Sunday, 21 February 2021

GLOBAL ECONOMIC FLOWS

 Global flows have been a common thread in economic growth for centuries, since the days of the Silk Road, through the mercantilist and colonial periods and the Industrial Revolution. But today, the movement of goods, services, finance, and people has reached previously unimagined levels. Global flows are creating new degrees of connectedness among economies—and playing an ever-larger role in determining the fate of nations, companies, and individuals; to be unconnected is to fall behind.

In 2000, the International Monetary Fund (IMF) identified four basic aspects of globalization: trade and transactions, capital and investment movements, migration and movement of people, and the dissemination of knowledge.

Flows of goods, services, and finance have increased to a enormous extent. Now, one in three goods crosses national borders, and more than one-third of financial investments are international transactions. In the next decade, global flows could triple, powered by rising prosperity and participation in the emerging world and by the spread of the Internet and digital technologies. (Scenarios show that global flows could reach $54 trillion to $85 trillion by 2025, more than double or triple their current scale.)
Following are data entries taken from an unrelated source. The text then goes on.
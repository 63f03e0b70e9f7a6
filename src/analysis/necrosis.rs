// Necrosis measurement on segmentation output
// Rasterizes root and lesion outlines into binary masks and compares their areas

use std::collections::BTreeMap;

use image::{GrayImage, Luma, Rgb, RgbImage};
use imageproc::drawing::{draw_line_segment_mut, draw_polygon_mut, draw_text_mut, Canvas};
use imageproc::point::Point;
use rusttype::{Font, Scale};
use serde::Serialize;
use tracing::warn;

use super::detector::Detection;
use crate::config::InferenceConfig;

const MASK_ON: Luma<u8> = Luma([255]);
const OUTLINE_COLOR: Rgb<u8> = Rgb([255, 0, 0]);
const LABEL_FONT: &[u8] = include_bytes!("../../fonts/DejaVuSans.ttf");
const LABEL_SCALE: f32 = 60.0;
/// Baseline of the percentage label, measured from the top edge.
const LABEL_BASELINE: i32 = 100;

/// Model class ids of the two regions we care about.
#[derive(Debug, Clone, Copy)]
pub struct ClassIds {
    pub root: u32,
    pub necrosis: u32,
}

impl From<&InferenceConfig> for ClassIds {
    fn from(config: &InferenceConfig) -> Self {
        Self {
            root: config.root_class_id,
            necrosis: config.necrosis_class_id,
        }
    }
}

impl Default for ClassIds {
    fn default() -> Self {
        Self { root: 0, necrosis: 1 }
    }
}

#[derive(Debug, Clone, Serialize)]
pub struct NecrosisMeasurement {
    pub root_area: u64,
    pub necrosis_area: u64,
    pub percentage: f64,
    pub lesion_count: usize,
    /// Lesion outlines keyed by detection index, normalized to `0..=1`.
    pub lesions: BTreeMap<String, Vec<[f32; 2]>>,
    pub root_confidence: Option<f32>,
}

impl NecrosisMeasurement {
    pub fn lesions_json(&self) -> serde_json::Value {
        serde_json::to_value(&self.lesions).unwrap_or_else(|_| serde_json::json!({}))
    }
}

/// Truncates vertices to integer pixels inside the image and drops repeats
/// (including an explicit closing vertex).
fn to_vertices(polygon: &[[f32; 2]], width: u32, height: u32) -> Vec<Point<i32>> {
    let max_x = width.saturating_sub(1) as i32;
    let max_y = height.saturating_sub(1) as i32;

    let mut vertices: Vec<Point<i32>> = Vec::with_capacity(polygon.len());
    for [x, y] in polygon {
        let p = Point::new((*x as i32).clamp(0, max_x), (*y as i32).clamp(0, max_y));
        if vertices.last() != Some(&p) {
            vertices.push(p);
        }
    }
    while vertices.len() > 1 && vertices.first() == vertices.last() {
        vertices.pop();
    }
    vertices
}

fn draw_outline<C>(canvas: &mut C, vertices: &[Point<i32>], color: C::Pixel)
where
    C: Canvas,
    C::Pixel: 'static,
{
    for (i, start) in vertices.iter().enumerate() {
        let end = vertices[(i + 1) % vertices.len()];
        draw_line_segment_mut(
            canvas,
            (start.x as f32, start.y as f32),
            (end.x as f32, end.y as f32),
            color,
        );
    }
}

/// Fills the polygon; boundary pixels are included.
fn fill_polygon(mask: &mut GrayImage, vertices: &[Point<i32>]) {
    match vertices {
        [] => {}
        [p] => mask.put_pixel(p.x as u32, p.y as u32, MASK_ON),
        [a, b] => draw_line_segment_mut(mask, (a.x as f32, a.y as f32), (b.x as f32, b.y as f32), MASK_ON),
        _ => draw_polygon_mut(mask, vertices, MASK_ON),
    }
}

/// Rasterizes all polygons into one binary mask.
pub fn rasterize<'a>(
    polygons: impl IntoIterator<Item = &'a [[f32; 2]]>,
    width: u32,
    height: u32,
) -> GrayImage {
    let mut mask = GrayImage::new(width, height);
    for polygon in polygons {
        let vertices = to_vertices(polygon, width, height);
        fill_polygon(&mut mask, &vertices);
    }
    mask
}

pub fn count_non_zero(mask: &GrayImage) -> u64 {
    mask.pixels().filter(|p| p[0] != 0).count() as u64
}

/// Area of the lesion masks as a percentage of the first root mask.
pub fn measure(detections: &[Detection], width: u32, height: u32, classes: ClassIds) -> NecrosisMeasurement {
    let root = detections.iter().find(|d| d.class_id == classes.root);

    let root_area = root
        .map(|r| count_non_zero(&rasterize([r.polygon.as_slice()], width, height)))
        .unwrap_or(0);

    let lesions: Vec<(usize, &Detection)> = detections
        .iter()
        .enumerate()
        .filter(|(_, d)| d.class_id == classes.necrosis)
        .collect();

    let necrosis_mask = rasterize(lesions.iter().map(|(_, d)| d.polygon.as_slice()), width, height);
    let necrosis_area = count_non_zero(&necrosis_mask);

    let percentage = if root_area == 0 {
        warn!(lesions = lesions.len(), "No root region detected, reporting 0% necrosis");
        0.0
    } else {
        necrosis_area as f64 / root_area as f64 * 100.0
    };

    let (w, h) = (width.max(1) as f32, height.max(1) as f32);
    let normalized = lesions
        .iter()
        .map(|(idx, d)| {
            let points = d.polygon.iter().map(|[x, y]| [x / w, y / h]).collect();
            (idx.to_string(), points)
        })
        .collect();

    NecrosisMeasurement {
        root_area,
        necrosis_area,
        percentage,
        lesion_count: lesions.len(),
        lesions: normalized,
        root_confidence: root.map(|r| r.confidence),
    }
}

/// Draws every lesion outline and the necrosis percentage onto the image.
pub fn annotate(
    image: &mut RgbImage,
    detections: &[Detection],
    classes: ClassIds,
    thickness: u32,
    percentage: f64,
) {
    let (width, height) = image.dimensions();
    let thickness = thickness.max(1) as i32;
    // `thickness` offsets in total, centred on the outline
    let offsets = -(thickness / 2)..(thickness - thickness / 2);

    for detection in detections.iter().filter(|d| d.class_id == classes.necrosis) {
        let vertices = to_vertices(&detection.polygon, width, height);
        if vertices.is_empty() {
            continue;
        }
        for dy in offsets.clone() {
            for dx in offsets.clone() {
                let shifted: Vec<Point<i32>> = vertices
                    .iter()
                    .map(|p| Point::new(p.x + dx, p.y + dy))
                    .collect();
                draw_outline(image, &shifted, OUTLINE_COLOR);
            }
        }
    }

    draw_percentage(image, percentage);
}

/// Writes `<pct>%` in red, starting at the horizontal centre.
fn draw_percentage(image: &mut RgbImage, percentage: f64) {
    let Some(font) = Font::try_from_bytes(LABEL_FONT) else {
        warn!("Label font could not be parsed, skipping percentage label");
        return;
    };

    let x = (image.width() / 2) as i32;
    let y = (LABEL_BASELINE - LABEL_SCALE as i32).max(0);
    draw_text_mut(
        image,
        OUTLINE_COLOR,
        x,
        y,
        Scale::uniform(LABEL_SCALE),
        &font,
        &format!("{:.2}%", percentage),
    );
}

#[cfg(test)]
mod tests {
    use super::*;

    fn rect(x0: f32, y0: f32, x1: f32, y1: f32) -> Vec<[f32; 2]> {
        vec![[x0, y0], [x1, y0], [x1, y1], [x0, y1]]
    }

    fn detection(class_id: u32, polygon: Vec<[f32; 2]>) -> Detection {
        Detection { class_id, confidence: 0.9, polygon }
    }

    #[test]
    fn test_rectangle_area_includes_boundary() {
        let square = rect(10.0, 10.0, 29.0, 29.0);
        let mask = rasterize([square.as_slice()], 64, 64);
        assert_eq!(count_non_zero(&mask), 400);
    }

    #[test]
    fn test_triangle_area_is_close_to_geometric() {
        let triangle = vec![[0.0, 0.0], [99.0, 0.0], [0.0, 99.0]];
        let area = count_non_zero(&rasterize([triangle.as_slice()], 100, 100));
        // 99 * 99 / 2 plus the boundary band
        assert!(area > 4900 && area < 5150, "area was {}", area);
    }

    #[test]
    fn test_half_covered_root_is_fifty_percent() {
        let detections = vec![
            detection(0, rect(0.0, 0.0, 99.0, 99.0)),
            detection(1, rect(0.0, 0.0, 49.0, 99.0)),
        ];
        let m = measure(&detections, 100, 100, ClassIds::default());

        assert_eq!(m.root_area, 10_000);
        assert_eq!(m.necrosis_area, 5_000);
        assert!((m.percentage - 50.0).abs() < 1e-9);
        assert_eq!(m.lesion_count, 1);
        assert_eq!(m.root_confidence, Some(0.9));
    }

    #[test]
    fn test_overlapping_lesions_are_counted_once() {
        let detections = vec![
            detection(0, rect(0.0, 0.0, 99.0, 99.0)),
            detection(1, rect(0.0, 0.0, 49.0, 49.0)),
            detection(1, rect(0.0, 0.0, 49.0, 49.0)),
        ];
        let m = measure(&detections, 100, 100, ClassIds::default());

        assert_eq!(m.necrosis_area, 2_500);
        assert_eq!(m.lesion_count, 2);
        assert!((m.percentage - 25.0).abs() < 1e-9);
    }

    #[test]
    fn test_only_first_root_is_used() {
        let detections = vec![
            detection(0, rect(0.0, 0.0, 9.0, 9.0)),
            detection(0, rect(0.0, 0.0, 99.0, 99.0)),
            detection(1, rect(0.0, 0.0, 4.0, 9.0)),
        ];
        let m = measure(&detections, 100, 100, ClassIds::default());
        assert_eq!(m.root_area, 100);
        assert!((m.percentage - 50.0).abs() < 1e-9);
    }

    #[test]
    fn test_missing_root_reports_zero() {
        let detections = vec![detection(1, rect(0.0, 0.0, 9.0, 9.0))];
        let m = measure(&detections, 20, 20, ClassIds::default());

        assert_eq!(m.root_area, 0);
        assert_eq!(m.percentage, 0.0);
        assert_eq!(m.lesion_count, 1);
        assert!(m.root_confidence.is_none());
    }

    #[test]
    fn test_lesions_are_normalized_and_keyed_by_index() {
        let detections = vec![
            detection(0, rect(0.0, 0.0, 199.0, 99.0)),
            detection(1, vec![[100.0, 50.0], [150.0, 50.0], [150.0, 75.0]]),
        ];
        let m = measure(&detections, 200, 100, ClassIds::default());

        let lesion = &m.lesions["1"];
        assert_eq!(lesion[0], [0.5, 0.5]);
        assert_eq!(lesion[2], [0.75, 0.75]);
        assert_eq!(m.lesions_json()["1"][1][0], 0.75);
    }

    #[test]
    fn test_degenerate_and_out_of_bounds_polygons() {
        // closing vertex repeated, points outside the canvas
        let polygon = vec![[-5.0, -5.0], [50.0, -5.0], [50.0, 50.0], [-5.0, 50.0], [-5.0, -5.0]];
        let area = count_non_zero(&rasterize([polygon.as_slice()], 20, 20));
        assert_eq!(area, 400);

        let point = vec![[3.0, 3.0]];
        assert_eq!(count_non_zero(&rasterize([point.as_slice()], 10, 10)), 1);

        let empty: Vec<[f32; 2]> = Vec::new();
        assert_eq!(count_non_zero(&rasterize([empty.as_slice()], 10, 10)), 0);
    }

    /// Pixels with any red ink; label glyph edges are antialiased.
    fn red_pixels(image: &RgbImage, xs: std::ops::Range<u32>, ys: std::ops::Range<u32>) -> usize {
        ys.flat_map(|y| xs.clone().map(move |x| (x, y)))
            .filter(|&(x, y)| image.get_pixel(x, y)[0] > 0)
            .count()
    }

    #[test]
    fn test_annotate_draws_lesion_outline_only() {
        let mut image = RgbImage::new(50, 50);
        let detections = vec![
            detection(0, rect(0.0, 0.0, 49.0, 49.0)),
            detection(1, rect(10.0, 10.0, 30.0, 30.0)),
        ];
        annotate(&mut image, &detections, ClassIds::default(), 2, 0.0);

        assert_eq!(*image.get_pixel(10, 20), OUTLINE_COLOR);
        assert_eq!(*image.get_pixel(20, 20), Rgb([0, 0, 0]));
        assert_eq!(*image.get_pixel(5, 45), Rgb([0, 0, 0]));
    }

    #[test]
    fn test_outline_band_matches_thickness() {
        let mut image = RgbImage::new(100, 100);
        let detections = vec![detection(1, rect(20.0, 20.0, 40.0, 80.0))];
        annotate(&mut image, &detections, ClassIds::default(), 4, 0.0);

        // left edge at x = 20, four columns wide
        let band: Vec<u32> = (10..30).filter(|&x| *image.get_pixel(x, 30) == OUTLINE_COLOR).collect();
        assert_eq!(band, vec![18, 19, 20, 21]);
    }

    #[test]
    fn test_percentage_label_is_drawn() {
        let mut image = RgbImage::new(400, 200);
        annotate(&mut image, &[], ClassIds::default(), 6, 37.5);

        assert!(red_pixels(&image, 200..400, 40..110) > 50);
        assert_eq!(red_pixels(&image, 0..200, 0..200), 0);
        assert_eq!(red_pixels(&image, 200..400, 120..200), 0);
    }
}
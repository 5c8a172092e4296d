// Integration tests for the stdio JSON-RPC transport and the response
// envelope contract.

use legacymap::config::{default_exclude_patterns, ScanLimits};
use legacymap::server::stdio::handle_line;
use legacymap::server::tools::{ServerState, ToolKind};
use serde_json::{json, Value};
use std::fs;
use tempfile::TempDir;

fn state() -> ServerState {
    ServerState::new(ScanLimits::default(), default_exclude_patterns())
}

fn request(state: &ServerState, value: Value) -> Value {
    let reply = handle_line(state, &value.to_string()).expect("expected a reply");
    serde_json::from_str(&reply).unwrap()
}

#[test]
fn initialize_then_list_then_call() {
    let state = state();

    let init = request(
        &state,
        json!({"jsonrpc": "2.0", "id": 1, "method": "initialize"}),
    );
    assert_eq!(init["result"]["serverInfo"]["name"], "legacymap");
    assert!(init["result"]["capabilities"]["tools"].is_object());

    let list = request(
        &state,
        json!({"jsonrpc": "2.0", "id": 2, "method": "tools/list"}),
    );
    let tools = list["result"]["tools"].as_array().unwrap();
    assert_eq!(tools.len(), ToolKind::ALL.len());
    let names: Vec<&str> = tools.iter().map(|t| t["name"].as_str().unwrap()).collect();
    for required in [
        "search_text",
        "find_import",
        "read_files",
        "write_files",
        "stat_files",
        "scan_compat",
        "migration_report",
        "convert_file",
        "validate_conversion",
        "conversion_report",
    ] {
        assert!(names.contains(&required), "missing tool: {}", required);
    }

    let call = request(
        &state,
        json!({
            "jsonrpc": "2.0", "id": 3, "method": "tools/call",
            "params": {"name": "analyze_code", "arguments": {"code": "d.iteritems()\n"}}
        }),
    );
    let text = call["result"]["content"][0]["text"].as_str().unwrap();
    let envelope: Value = serde_json::from_str(text).unwrap();
    assert_eq!(envelope["tool"], "analyze_code");
    assert_eq!(envelope["status"], "success");
    assert_eq!(envelope["data"]["total_issues"], 1);
    assert_eq!(envelope["metadata"]["limits"]["max_file_size_bytes"], 10 * 1024 * 1024);
}

#[test]
fn scan_compat_scenario_issues_carry_classification() {
    let tmp = TempDir::new().unwrap();
    let path = tmp.path().join("legacy.py");
    fs::write(&path, "print \"hi\"\nd.iteritems()\n").unwrap();

    let state = state();
    let call = request(
        &state,
        json!({
            "jsonrpc": "2.0", "id": 9, "method": "tools/call",
            "params": {"name": "scan_compat", "arguments": {"files": [path]}}
        }),
    );
    let text = call["result"]["content"][0]["text"].as_str().unwrap();
    let envelope: Value = serde_json::from_str(text).unwrap();
    let issues = envelope["data"]["issues"].as_array().unwrap();

    let print_issue = issues.iter().find(|i| i["line"] == 1).unwrap();
    assert_eq!(print_issue["code"], "PY2-SYN-001");
    assert_eq!(print_issue["severity"], "error");
    assert_eq!(print_issue["category"], "syntax");

    let iter_issue = issues.iter().find(|i| i["line"] == 2).unwrap();
    assert_eq!(iter_issue["code"], "PY2-ITER-002");
    assert_eq!(iter_issue["severity"], "error");
    assert_eq!(iter_issue["category"], "iterators");
}

#[test]
fn search_and_import_tools_answer_over_the_wire() {
    let tmp = TempDir::new().unwrap();
    fs::write(
        tmp.path().join("app.py"),
        "import urllib2\nresponse = urllib2.urlopen(url)\n",
    )
    .unwrap();

    let state = state();
    let search = request(
        &state,
        json!({
            "jsonrpc": "2.0", "id": 10, "method": "tools/call",
            "params": {"name": "search_text", "arguments": {"pattern": "urlopen", "path": tmp.path()}}
        }),
    );
    let text = search["result"]["content"][0]["text"].as_str().unwrap();
    let envelope: Value = serde_json::from_str(text).unwrap();
    assert_eq!(envelope["data"]["total_matches"], 1);
    assert_eq!(envelope["data"]["matches"][0]["line"], 2);

    let imports = request(
        &state,
        json!({
            "jsonrpc": "2.0", "id": 11, "method": "tools/call",
            "params": {"name": "find_import", "arguments": {"module": "urllib2", "path": tmp.path()}}
        }),
    );
    let text = imports["result"]["content"][0]["text"].as_str().unwrap();
    let envelope: Value = serde_json::from_str(text).unwrap();
    assert_eq!(envelope["data"]["total_imports"], 1);
    assert_eq!(envelope["data"]["files_with_imports"], 1);
}

#[test]
fn error_envelopes_still_ride_a_successful_rpc_result() {
    let state = state();
    let call = request(
        &state,
        json!({
            "jsonrpc": "2.0", "id": 12, "method": "tools/call",
            "params": {"name": "analyze_directory", "arguments": {"path": "/definitely/not/here"}}
        }),
    );
    assert_eq!(call["result"]["isError"], true);
    let text = call["result"]["content"][0]["text"].as_str().unwrap();
    let envelope: Value = serde_json::from_str(text).unwrap();
    assert_eq!(envelope["status"], "error");
    assert_eq!(envelope["error"]["type"], "InvalidDirectory");
}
Within each type of flow, it is found that knowledge-intensive ones are growing faster than the labor-intensive or capital-intensive variety. Exchanges of goods such as aircraft and automobiles, semiconductors, pharmaceuticals, and microelectronics, as well as professional services and foreign direct investment flows, are growing faster than others.

While the last era of globalization was driven largely by sourcing low-cost production, the next era will center on the rise of the global knowledge economy.

The spread of the Internet and of digital technologies is transforming all types of flows and creating new ones. Global online traffic across borders grew and could increase eightfold more by 2025.

Digital technologies, which reduce the cost of production and distribution, are transforming flows in three ways: through the creation of purely digital goods and services, “digital wrappers” that enhance the value of physical flows, and digital platforms that facilitate cross-border production and exchange. The enormous potential impact of digitization is only beginning to emerge. Consider that international Skype-call minutes grew to 40 percent of the present level of traditional international calls in just a decade. Or that cross-border e-commerce has grown to represent more than 10 percent of trade in goods in less than a decade.

The network of global flows is expanding rapidly as emerging economies join in. Rising incomes in the developing world are creating enormous new centers of consumer demand, global production, and commodities trade, as well as sending more people across borders for business and leisure.

Existing routes of flows are broadening and deepening and new ones emerging as more countries participate.

Not only more countries but also more players are participating in global flows. Governments and multinational companies were once the only actors involved in cross-border exchanges. But today, digital technologies enable even the smallest company or solo entrepreneur to be a “micromultinational,” selling and sourcing products, services, and ideas across borders.

Individuals can work remotely through online platforms, creating a virtual people flow.

Microfinance platforms enable entrepreneurs and social innovators to raise money globally in ever-smaller amounts.

We now take for granted that we live in an interconnected world, but a closer examination of a broader range of global flows reveals a more complex and rapidly expanding web of connections than is commonly understood. The landscape now offers more entry points to a far broader range of players than it did in the past. Not only the largest global companies and investors but also emerging countries, small businesses, and even individuals and entrepreneurs can play a larger role. For participants of all types—countries, cities, businesses, governments, and individuals—participating in global flows offers major economic opportunities. But smart strategies and policies will be needed to take full advantage—and to avoid being left behind.

The three major barriers to international trade are natural barriers, such as distance and language; tariff barriers, or taxes on imported goods; and nontariff barriers. The nontariff barriers to trade include import quotas, embargoes, buy-national regulations, and exchange controls.

The movement of goods and services, finance, and people has reached previously unimagined levels. Global flows are creating new degrees of connectedness among economies—and playing an ever-larger role in determining the fate of nations, companies, and individuals. To be unconnected is to fall behind.